[Saved data entries]
────────

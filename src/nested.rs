//! Operations over lists of optional sublists.
//!
//! A nested list is `&[Option<Vec<i32>>]`: the outer list may itself be
//! absent, and each sublist may be absent independently. Absent sublists
//! are skipped rather than treated as errors.
//!
//! # Folding
//!
//! [`list_apply`] reduces each sublist with a binary function, seeding the
//! accumulator with the first two elements. A single-element sublist passes
//! through unchanged; an empty one has nothing to seed from and is a caller
//! contract violation. [`try_list_apply`] reports that case as
//! [`ListError::EmptySublist`] instead of panicking.

use crate::error::ListError;
use crate::sequences::counting_numbers;

/// Builds the prefixes `[1]`, `[1, 2]`, ..., `[1, ..., k]` where `k` is the
/// last element of `a`.
///
/// Only the last element (by position) of `a` matters; the other values
/// are ignored. The `i`-th sublist is `counting_numbers(Some(i))`.
///
/// # Returns
/// - `None` if `a` is `None`.
/// - An empty list if `a` is empty or its last element is `<= 0`.
///
/// # Complexity
/// Time: O(k²), Space: O(k²)
///
/// # Examples
/// ```
/// use u_lists::nested::sub_lists;
/// assert_eq!(
///     sub_lists(Some(&[1, 2, 3][..])),
///     Some(vec![Some(vec![1]), Some(vec![1, 2]), Some(vec![1, 2, 3])])
/// );
/// assert_eq!(sub_lists(Some(&[][..])), Some(vec![]));
/// assert_eq!(sub_lists(None), None);
/// ```
pub fn sub_lists(a: Option<&[i32]>) -> Option<Vec<Option<Vec<i32>>>> {
    let a = a?;
    let Some(&last) = a.last() else {
        return Some(Vec::new());
    };
    Some((1..=last).map(|k| counting_numbers(Some(k))).collect())
}

/// Counts the elements across every present sublist.
///
/// Absent and empty sublists contribute zero. Never absent itself.
///
/// # Returns
/// - `0` if `a` is `None` or empty.
///
/// # Examples
/// ```
/// use u_lists::nested::count_elements;
/// let nested = [Some(vec![1, 2]), None, Some(vec![1, 2, 3])];
/// assert_eq!(count_elements(Some(&nested[..])), 5);
/// assert_eq!(count_elements(None), 0);
/// ```
pub fn count_elements(a: Option<&[Option<Vec<i32>>]>) -> usize {
    a.unwrap_or_default()
        .iter()
        .flatten()
        .map(Vec::len)
        .sum()
}

/// Folds each present sublist of `a` with `f` and collects the results.
///
/// A sublist `[x]` yields `x`; a sublist `[x0, x1, ..., xn]` yields
/// `f(...f(f(x0, x1), x2)..., xn)`. Absent sublists are skipped, so the
/// output may be shorter than `a`.
///
/// # Returns
/// - `None` if `a` is `None` or empty.
///
/// # Panics
/// Panics if any present sublist is empty. Use [`try_list_apply`] to get
/// an error instead.
///
/// # Examples
/// ```
/// use u_lists::nested::list_apply;
/// let nested = [Some(vec![1, 2, 3]), None, Some(vec![5])];
/// assert_eq!(list_apply(|a, b| a + b, Some(&nested[..])), Some(vec![6, 5]));
/// ```
pub fn list_apply<F>(f: F, a: Option<&[Option<Vec<i32>>]>) -> Option<Vec<i32>>
where
    F: Fn(i32, i32) -> i32,
{
    try_list_apply(f, a).unwrap_or_else(|err| panic!("list_apply: {err}"))
}

/// Fallible form of [`list_apply`].
///
/// # Errors
/// Returns [`ListError::EmptySublist`] with the position of the first
/// present sublist that has no elements. Nothing before it is returned.
///
/// # Examples
/// ```
/// use u_lists::{nested::try_list_apply, ListError};
/// let nested = [Some(vec![2, 3]), Some(vec![])];
/// assert_eq!(
///     try_list_apply(|a, b| a * b, Some(&nested[..])),
///     Err(ListError::EmptySublist { index: 1 })
/// );
/// ```
pub fn try_list_apply<F>(
    f: F,
    a: Option<&[Option<Vec<i32>>]>,
) -> Result<Option<Vec<i32>>, ListError>
where
    F: Fn(i32, i32) -> i32,
{
    let a = match a {
        Some(a) if !a.is_empty() => a,
        _ => return Ok(None),
    };

    let mut folded = Vec::with_capacity(a.len());
    for (index, item) in a.iter().enumerate() {
        let Some(item) = item else { continue };
        let Some((&first, rest)) = item.split_first() else {
            tracing::debug!(index, sublists = a.len(), "rejected empty sublist");
            return Err(ListError::EmptySublist { index });
        };
        folded.push(rest.iter().fold(first, |acc, &x| f(acc, x)));
    }
    Ok(Some(folded))
}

────────

● **What you should do**
Lines after the one containing "is a caller" are left out; every line from the start of the entries through that line is restated word for word.

● **Your solution**
filename src/nested.rs
//! Operations over lists of optional sublists.
//!
//! A nested list is `&[Option<Vec<i32>>]`: the outer list may itself be
//! absent, and each sublist may be absent independently. Absent sublists
//! are skipped rather than treated as errors.
//!
//! # Folding
//!
//! [`list_apply`] reduces each sublist with a binary function, seeding the
//! accumulator with the first two elements. A single-element sublist passes
//! through unchanged; an empty one has nothing to seed from and is a caller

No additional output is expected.